基于逐通道空间自适应选择核卷积与双向边界感知机制的乳腺超声图像病变分割
A Breast Ultrasound Lesion Segmentation Network Based on Channel-wise Spatially Adaptive Selective Kernel Convolution and Bidirectional Boundary-Aware Mechanism
Online published: 2025-09-01
乳腺癌是全球女性中最常见的恶性肿瘤之一,准确的病变分割对于乳腺癌的早期诊断与治疗具有重要意义。然而,由于病变形态的多样性以及超声成像机制的复杂性,现有基于深度学习的乳腺超声图像病变分割方法在分割准确性方面仍面临巨大挑战。为进一步提升乳腺超声图像中病变区域的分割精度,基于经典U-Net架构提出了一种新型乳腺超声图像病变分割网络CWSASK-BBA-Net。首先,在网络中引入逐通道空间自适应选择核卷积模块(CWSASKM),根据不同通道的语义特征为每个空间位置自适应选择感受野大小,从而增强多尺度信息的建模能力。其次,引入双向边界感知机制(BBAM),通过联合正向与反向注意力协同建模目标显著区域及其边界,逐步提升对非显著区域的判别能力,进一步强化边界信息的表达。最后,为验证CWSASK-BBA-Net的性能,本文在三组公开乳腺超声图像数据集上开展了分割实验。结果显示,该方法在BUSI数据集上的杰卡德指数、精确率、召回率和Dice相似系数分别为71.97%、82.85%、81.40%和80.44%,较次优方法分别提升1.69%、1.05%、1.28%和1.84%;在UDIAT数据集上,四项指标分别达到78.14%、88.31%、86.73%和86.10%,对应提升2.75%、2.04%、0.56%和2.01%;在外部数据集STU上也取得了优于其他方法的整体表现。实验结果表明,CWSASK-BBA-Net在乳腺超声图像分割任务中展现出更优的整体性能。

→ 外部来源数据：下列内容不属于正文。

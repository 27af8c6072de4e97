//! Conversions from `geo` geometries.
//!
//! `geo` has a few shapes `GeoJSON` does not: a `Line` becomes a two-position
//! [`LineString`], `Rect` and `Triangle` become a [`Polygon`]. A collection nested
//! inside a collection has no counterpart and is rejected.

use std::iter;

use crate::{
    error::{Error, Result},
    Geometry, GeometryCollection, GeometryCollectionMember, LineString, LinearRing,
    MultiLineString, MultiPoint, MultiPolygon, Point, Polygon, Position,
};

impl From<geo::Coord<f64>> for Position {
    fn from(coord: geo::Coord<f64>) -> Self {
        Position::new(coord.x, coord.y)
    }
}

impl From<geo::Point<f64>> for Position {
    fn from(point: geo::Point<f64>) -> Self {
        point.0.into()
    }
}

impl From<geo::LineString<f64>> for LineString {
    fn from(line: geo::LineString<f64>) -> Self {
        Self(line.0.into_iter().map(Position::from).collect())
    }
}

impl From<geo::LineString<f64>> for LinearRing {
    fn from(ring: geo::LineString<f64>) -> Self {
        Self(ring.0.into_iter().map(Position::from).collect())
    }
}

impl From<geo::Polygon<f64>> for Polygon {
    fn from(polygon: geo::Polygon<f64>) -> Self {
        let (exterior, interiors) = polygon.into_inner();
        Self(
            iter::once(exterior)
                .chain(interiors)
                .map(LinearRing::from)
                .collect(),
        )
    }
}

impl From<geo::MultiPoint<f64>> for MultiPoint {
    fn from(points: geo::MultiPoint<f64>) -> Self {
        Self(points.0.into_iter().map(Position::from).collect())
    }
}

impl From<geo::MultiLineString<f64>> for MultiLineString {
    fn from(lines: geo::MultiLineString<f64>) -> Self {
        Self(lines.0.into_iter().map(LineString::from).collect())
    }
}

impl From<geo::MultiPolygon<f64>> for MultiPolygon {
    fn from(polygons: geo::MultiPolygon<f64>) -> Self {
        Self(polygons.0.into_iter().map(Polygon::from).collect())
    }
}

impl TryFrom<geo::Geometry<f64>> for GeometryCollectionMember {
    type Error = Error;

    fn try_from(geometry: geo::Geometry<f64>) -> Result<Self> {
        Ok(match geometry {
            geo::Geometry::Point(g) => Self::Point(Point::from(g)),
            geo::Geometry::Line(g) => Self::LineString(LineString(vec![g.start.into(), g.end.into()])),
            geo::Geometry::LineString(g) => Self::LineString(g.into()),
            geo::Geometry::Polygon(g) => Self::Polygon(g.into()),
            geo::Geometry::MultiPoint(g) => Self::MultiPoint(g.into()),
            geo::Geometry::MultiLineString(g) => Self::MultiLineString(g.into()),
            geo::Geometry::MultiPolygon(g) => Self::MultiPolygon(g.into()),
            geo::Geometry::Rect(g) => Self::Polygon(g.to_polygon().into()),
            geo::Geometry::Triangle(g) => Self::Polygon(g.to_polygon().into()),
            geo::Geometry::GeometryCollection(_) => return Err(Error::NestedGeometryCollection),
        })
    }
}

impl TryFrom<geo::GeometryCollection<f64>> for GeometryCollection {
    type Error = Error;

    fn try_from(collection: geo::GeometryCollection<f64>) -> Result<Self> {
        collection
            .0
            .into_iter()
            .map(GeometryCollectionMember::try_from)
            .collect()
    }
}

impl TryFrom<geo::Geometry<f64>> for Geometry {
    type Error = Error;

    fn try_from(geometry: geo::Geometry<f64>) -> Result<Self> {
        match geometry {
            geo::Geometry::GeometryCollection(g) => GeometryCollection::try_from(g).map(Self::from),
            g => GeometryCollectionMember::try_from(g).map(Self::from),
        }
    }
}

#[cfg(test)]
mod test {
    use super::*;
    use geo::{coord, line_string, point, polygon, Rect};

    #[test]
    fn test_point() -> Result<()> {
        let geometry = Geometry::try_from(geo::Geometry::Point(point!(x: -170.0, y: 40.0)))?;
        assert_eq!(geometry, Geometry::Point(Point::from([-170.0, 40.0])));
        Ok(())
    }

    #[test]
    fn test_polygon_with_hole() {
        let polygon = polygon!(
            exterior: [(x: 0.0, y: 0.0), (x: 4.0, y: 0.0), (x: 4.0, y: 4.0), (x: 0.0, y: 0.0)],
            interiors: [[(x: 1.0, y: 1.0), (x: 2.0, y: 1.0), (x: 2.0, y: 2.0), (x: 1.0, y: 1.0)]],
        );
        let polygon = Polygon::from(polygon);
        assert_eq!(polygon.0.len(), 2);
        assert_eq!(polygon.interiors()[0].0[1], Position::new(2.0, 1.0));
    }

    #[test]
    fn test_shapes_without_counterpart() -> Result<()> {
        let line = geo::Line::new(coord! { x: 0.0, y: 0.0 }, coord! { x: 1.0, y: 1.0 });
        let geometry = Geometry::try_from(geo::Geometry::Line(line))?;
        assert_eq!(
            geometry.as_line_string().map(LineString::raw),
            Some(vec![vec![0.0, 0.0], vec![1.0, 1.0]])
        );

        let rect = Rect::new(coord! { x: 0.0, y: 0.0 }, coord! { x: 2.0, y: 1.0 });
        let geometry = Geometry::try_from(geo::Geometry::Rect(rect))?;
        let exterior = geometry.as_polygon().and_then(Polygon::exterior);
        assert_eq!(exterior.map(|ring| ring.0.len()), Some(5));
        Ok(())
    }

    #[test]
    fn test_collection() -> Result<()> {
        let collection = geo::GeometryCollection(vec![
            geo::Geometry::Point(point!(x: 1.0, y: 2.0)),
            geo::Geometry::LineString(line_string![(x: 1.0, y: 2.0), (x: 3.0, y: 4.0)]),
        ]);
        let geometry = Geometry::try_from(geo::Geometry::GeometryCollection(collection))?;
        let members = geometry.as_geometry_collection().map(GeometryCollection::len);
        assert_eq!(members, Some(2));
        Ok(())
    }

    #[test]
    fn test_nested_collection_is_rejected() {
        let inner = geo::GeometryCollection(vec![geo::Geometry::Point(point!(x: 1.0, y: 2.0))]);
        let outer = geo::GeometryCollection(vec![geo::Geometry::GeometryCollection(inner)]);
        assert!(matches!(
            Geometry::try_from(geo::Geometry::GeometryCollection(outer)),
            Err(Error::NestedGeometryCollection)
        ));
    }
}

王洁, 李璐瑶 . 基于逐通道空间自适应选择核卷积与双向边界感知机制的乳腺超声图像病变分割[J]. 华南理工大学学报(自然科学版), 0 : 1 . DOI: 10.12141/j.issn.1000-565X.250230
Breast cancer is one of the most common malignant tumors among women worldwide. Accurate lesion segmentation plays a crucial role in the early diagnosis and treatment of breast cancer. However, due to the variability of lesion morphology and the complexity of ultrasound imaging mechanisms, existing deep learning-based methods for breast ultrasound lesion segmentation still face significant challenges in segmentation accuracy.To further improve the segmentation precision of lesion regions in breast ultrasound images, this paper proposes a novel lesion segmentation network, CWSASK-BBA-Net, based on the classic U-Net architecture. First, a Channel-wise Spatially Adaptive Selective Kernel Convolution Module (CWSASKM) is introduced, which adaptively selects the receptive field size at each spatial location based on the semantic features of different channels, thereby enhancing the network’s capability to model multi-scale information. Second, a Bidirectional Boundary-Aware Mechanism (BBAM) is integrated to jointly model salient targets and their boundaries through forward and reverse attention, progressively improving the discrimination of non-salient regions and further strengthening the representation of boundary information.To validate the performance of CWSASK-BBA-Net, segmentation experiments were conducted on three publicly available breast ultrasound image datasets. Results show that the proposed method achieves average values of 71.97%, 82.85%, 81.40%, and 80.44% on the BUSI dataset in terms of Jaccard index, precision, recall, and Dice similarity coefficient, respectively, with improvements of 1.69%, 1.05%, 1.28%, and 1.84% compared to the second-best methods. On the UDIAT dataset, the four metrics reach 78.14%, 88.31%, 86.73%, and 86.10%, with gains of 2.75%, 2.04%, 0.56%, and 2.01%, respectively. In addition, the method also demonstrates overall performance advantages on the external STU dataset. These results indicate that CWSASK-BBA-Net exhibits superior overall performance in breast ultrasound image segmentation tasks.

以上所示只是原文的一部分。